━━━ INPUT
// =============================================================================
// CONCURRENCY
// =============================================================================

#[test]
fn test_concurrent_stakes_reconcile() {
    const WORKERS: usize = 8;
    const ROUNDS: u128 = 20;
    let labels: Vec<String> = (0..WORKERS).map(|i| format!("worker-{i}")).collect();
    let balances: Vec<(&str, u128)> = labels.iter().map(|l| (l.as_str(), 10_000)).collect();
    let params = ProtocolParameters {
        staking_tax_ppm: 10_000,
        ..min_ten()
    };
    let (protocol, _) = setup(params, &balances);
    let supply_before = protocol.engine().total_supply();
    let shared = CurationId(3);

    std::thread::scope(|scope| {
        for (i, label) in labels.iter().enumerate() {
            let protocol = &protocol;
            scope.spawn(move || {
                let me = account(label);
                let own = CurationId(1 + (i % 2) as u64);
                for _ in 0..ROUNDS {
                    protocol.stake(own, &me, tokens(50)).unwrap();
                    protocol.stake(shared, &me, tokens(30)).unwrap();
                    let half = protocol.engine().share_balance(own, &me) / 2;
                    protocol.unstake(own, &me, half).unwrap();
                }
            });
        }
    });

    let engine = protocol.engine();
    let mut staked = 0;
    for curation in [CurationId(1), CurationId(2), shared] {
        let pool = engine.pool(curation).unwrap();
        let positions: TokenAmount = labels
            .iter()
            .map(|label| engine.share_balance(curation, &account(label)))
            .sum();
        assert_eq!(positions, pool.total_shares, "{curation}");
        staked += pool.total_tokens;
    }
    assert_eq!(engine.custody_balance(), staked + engine.total_thawing());

    // 1% of 80 tokens per round burned
    let taxes = WORKERS as u128 * ROUNDS * (tokens(50) + tokens(30)) / 100;
    assert_eq!(engine.total_supply(), supply_before - taxes);
    for label in &labels {
        assert_eq!(engine.balance_of(&account(label)), tokens(10_000) - ROUNDS * tokens(80));
        assert!(engine.thawing_request(CurationId(1), &account(label)).is_some()
            || engine.thawing_request(CurationId(2), &account(label)).is_some());
    }
}

// =============================================================================
// LOGGING
// =============================================================================

#[derive(Clone, Default)]
struct Captured(Arc<Mutex<Vec<u8>>>);

impl std::io::Write for Captured {
    fn write(&mut self, buf: &[u8]) -> std::io::Result<usize> {
        self.0.lock().extend_from_slice(buf);
        Ok(buf.len())
    }

    fn flush(&mut self) -> std::io::Result<()> {
        Ok(())
    }
}

impl Captured {
    fn lines(&self) -> Vec<String> {
        String::from_utf8_lossy(&self.0.lock())
            .lines()
            .map(str::to_string)
            .collect()
    }
}

#[test]
fn test_committed_operations_log_once() {
    let (protocol, _) = setup(min_ten(), &[("alice", 1_000)]);
    let alice = account("alice");
    let captured = Captured::default();
    let writer = captured.clone();
    let subscriber = tracing_subscriber::fmt()
        .with_max_level(tracing::Level::INFO)
        .with_ansi(false)
        .with_writer(move || writer.clone())
        .finish();

    tracing::subscriber::with_default(subscriber, || {
        let shares = protocol.stake(CurationId(1), &alice, tokens(100)).unwrap();
        protocol.unstake(CurationId(1), &alice, shares / 2).unwrap();
        protocol
            .parameters()
            .set_thawing_period(&account("governor"), 5)
            .unwrap();
    });

    let lines = captured.lines();
    assert_eq!(lines.len(), 3, "{lines:#?}");
    assert!(lines[0].contains("staked"));
    assert!(lines[1].contains("unstake_locked"));
    assert!(lines[2].contains("parameter_updated"));
}

// =============================================================================
// GOVERNANCE
// =============================================================================

#[test]
fn test_only_governor_sets_parameters() {
    let (protocol, _) = setup(min_ten(), &[]);
    let governor = account("governor");
    let alice = account("alice");
    let store = protocol.parameters();

    assert_eq!(
        store.set_staking_tax_percentage(&alice, 10),
        Err(StakingError::Unauthorized(alice))
    );
    store.set_staking_tax_percentage(&governor, 10).unwrap();
    store.set_minimum_staking(&governor, tokens(1)).unwrap();
    store.set_channel_dispute_epochs(&governor, 4).unwrap();
    store.set_max_allocation_epochs(&governor, 9).unwrap();
    store.set_default_reserve_ratio(&governor, 1_000_000).unwrap();

    let updates = protocol
        .events()
        .snapshot()
        .into_iter()
        .filter(|event| matches!(event, ProtocolEvent::ParameterUpdated { .. }))
        .count();
    assert_eq!(updates, 5);
}

// =============================================================================
// REBATES
// =============================================================================

#[test]
fn test_rebate_settlement_after_dispute() {
    let (protocol, clock) = setup(min_ten(), &[("alice", 1_000)]);
    let alice = account("alice");
    let indexer = account("indexer");
    let usdc = Currency::new("USDC");

    protocol.stake(CurationId(3), &alice, tokens(200)).unwrap();
    protocol
        .open_allocation(AllocationId(11), CurationId(3), indexer)
        .unwrap();
    protocol.collect(&usdc, tokens(30), AllocationId(11)).unwrap();
    protocol.collect(&usdc, tokens(20), AllocationId(11)).unwrap();

    clock.advance(1);
    protocol.close_allocation(AllocationId(11), &indexer).unwrap();
    clock.advance(2);

    let half = RebateClaim {
        fees: tokens(25),
        total_fees: tokens(50),
        stake: tokens(100),
        total_stake: tokens(200),
    };
    let first = protocol.claim_rebate(AllocationId(11), &usdc, &half).unwrap();
    // (1/2)^α * (1/2)^(1-α) = 1/2 of 50
    assert!(close(first, tokens(25), 1_000_000), "first={first}");

    let everything = RebateClaim {
        fees: tokens(50),
        total_fees: tokens(50),
        stake: tokens(200),
        total_stake: tokens(200),
    };
    let second = protocol.claim_rebate(AllocationId(11), &usdc, &everything).unwrap();
    assert_eq!(second, tokens(50) - first);
    assert_eq!(protocol.rebates().unclaimed(AllocationId(11), &usdc), 0);

    let zero_fees = RebateClaim {
        fees: 0,
        total_fees: 0,
        ..everything
    };
    assert_eq!(protocol.claim_rebate(AllocationId(11), &usdc, &zero_fees).unwrap(), 0);
}

#[test]
fn test_collect_with_zero_fee_emits_nothing() {
    let (protocol, _) = setup(min_ten(), &[]);
    protocol
        .open_allocation(AllocationId(2), CurationId(1), account("indexer"))
        .unwrap();
    let before = protocol.events().len();
    let rebate = protocol
        .collect(&Currency::new("GRT"), 0, AllocationId(2))
        .unwrap();
    assert_eq!(rebate.fees_collected, 0);
    assert_eq!(protocol.events().len(), before);
}
//! Protocol configuration
//!
//! Loaded from TOML with token amounts written in whole-token decimals, e.g.
//!
//! ```toml
//! governor = "council"
//!
//! [parameters]
//! minimum_staking = "10"
//! staking_tax_ppm = 50000
//! default_reserve_ratio_ppm = 500000
//! thawing_period = 28
//! ```
//!
//! Environment variables override individual fields after loading.

use crate::params::ProtocolParameters;
use anyhow::{anyhow, Context, Result};
use curation_economics::RebateRatio;
use curation_types::{parse_tokens_str, to_decimal, AccountId};
use serde::{Deserialize, Serialize};
use std::fs;
use std::path::Path;
use tracing::{debug, info};

pub const ENV_MINIMUM_STAKING: &str = "CURATION_MINIMUM_STAKING";
pub const ENV_STAKING_TAX_PPM: &str = "CURATION_STAKING_TAX_PPM";
pub const ENV_RESERVE_RATIO_PPM: &str = "CURATION_RESERVE_RATIO_PPM";
pub const ENV_THAWING_PERIOD: &str = "CURATION_THAWING_PERIOD";

#[derive(Debug, Clone, PartialEq, Eq, Serialize, Deserialize)]
pub struct ProtocolConfig {
    /// Label the governor account id is derived from
    pub governor: String,
    #[serde(default)]
    pub parameters: ParametersConfig,
}

#[derive(Debug, Clone, PartialEq, Eq, Serialize, Deserialize)]
#[serde(default)]
pub struct ParametersConfig {
    pub staking_tax_ppm: u32,
    /// Whole tokens, as a decimal string
    pub minimum_staking: String,
    pub default_reserve_ratio_ppm: u32,
    pub thawing_period: u64,
    pub channel_dispute_epochs: u64,
    pub max_allocation_epochs: u64,
    pub rebate_ratio: RebateRatio,
}

impl Default for ParametersConfig {
    fn default() -> Self {
        let defaults = ProtocolParameters::default();
        Self {
            staking_tax_ppm: defaults.staking_tax_ppm,
            minimum_staking: to_decimal(defaults.minimum_staking)
                .map(|d| d.normalize().to_string())
                .unwrap_or_else(|_| "1".to_string()),
            default_reserve_ratio_ppm: defaults.default_reserve_ratio,
            thawing_period: defaults.thawing_period,
            channel_dispute_epochs: defaults.channel_dispute_epochs,
            max_allocation_epochs: defaults.max_allocation_epochs,
            rebate_ratio: defaults.rebate_ratio,
        }
    }
}

impl ProtocolConfig {
    pub fn from_toml_str(content: &str) -> Result<Self> {
        toml::from_str(content).context("Failed to parse protocol configuration")
    }

    pub fn from_file(path: impl AsRef<Path>) -> Result<Self> {
        let path = path.as_ref();
        let content = fs::read_to_string(path)
            .with_context(|| format!("Unable to read config file at {}", path.display()))?;
        let config = Self::from_toml_str(&content)
            .with_context(|| format!("Failed to parse TOML at {}", path.display()))?;
        info!(target: "staking", "Loaded protocol configuration from {}", path.display());
        Ok(config)
    }

    /// Apply `CURATION_*` overrides from the process environment
    pub fn apply_env_overrides(&mut self) -> Result<()> {
        self.apply_overrides(|key| std::env::var(key).ok())
    }

    /// Apply overrides from any key lookup
    pub fn apply_overrides(&mut self, lookup: impl Fn(&str) -> Option<String>) -> Result<()> {
        if let Some(value) = lookup(ENV_MINIMUM_STAKING) {
            parse_tokens_str(&value)
                .map_err(|e| anyhow!("{ENV_MINIMUM_STAKING}={value}: {e}"))?;
            debug!(target: "staking", "{} overrides minimum_staking", ENV_MINIMUM_STAKING);
            self.parameters.minimum_staking = value;
        }
        if let Some(value) = lookup(ENV_STAKING_TAX_PPM) {
            self.parameters.staking_tax_ppm = value
                .trim()
                .parse()
                .with_context(|| format!("{ENV_STAKING_TAX_PPM}={value}"))?;
        }
        if let Some(value) = lookup(ENV_RESERVE_RATIO_PPM) {
            self.parameters.default_reserve_ratio_ppm = value
                .trim()
                .parse()
                .with_context(|| format!("{ENV_RESERVE_RATIO_PPM}={value}"))?;
        }
        if let Some(value) = lookup(ENV_THAWING_PERIOD) {
            self.parameters.thawing_period = value
                .trim()
                .parse()
                .with_context(|| format!("{ENV_THAWING_PERIOD}={value}"))?;
        }
        Ok(())
    }

    pub fn governor_account(&self) -> AccountId {
        AccountId::from_label(&self.governor)
    }

    /// Convert to validated protocol parameters
    pub fn to_parameters(&self) -> Result<ProtocolParameters> {
        let p = &self.parameters;
        let minimum_staking = parse_tokens_str(&p.minimum_staking)
            .map_err(|e| anyhow!("minimum_staking={}: {e}", p.minimum_staking))?;
        let params = ProtocolParameters {
            staking_tax_ppm: p.staking_tax_ppm,
            minimum_staking,
            default_reserve_ratio: p.default_reserve_ratio_ppm,
            thawing_period: p.thawing_period,
            channel_dispute_epochs: p.channel_dispute_epochs,
            max_allocation_epochs: p.max_allocation_epochs,
            rebate_ratio: p.rebate_ratio,
        };
        params.validate().context("Invalid protocol parameters")?;
        Ok(params)
    }
}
━━━━━━
#### TRY IT
Return nothing but the lines from the top of the records above through the line that has "let labels: Vec<String>". Keep each one exact.

#### WRITTEN SOLUTION
// =============================================================================
// CONCURRENCY
// =============================================================================

#[test]
fn test_concurrent_stakes_reconcile() {
    const WORKERS: usize = 8;
    const ROUNDS: u128 = 20;
    let labels: Vec<String> = (0..WORKERS).map(|i| format!("worker-{i}")).collect();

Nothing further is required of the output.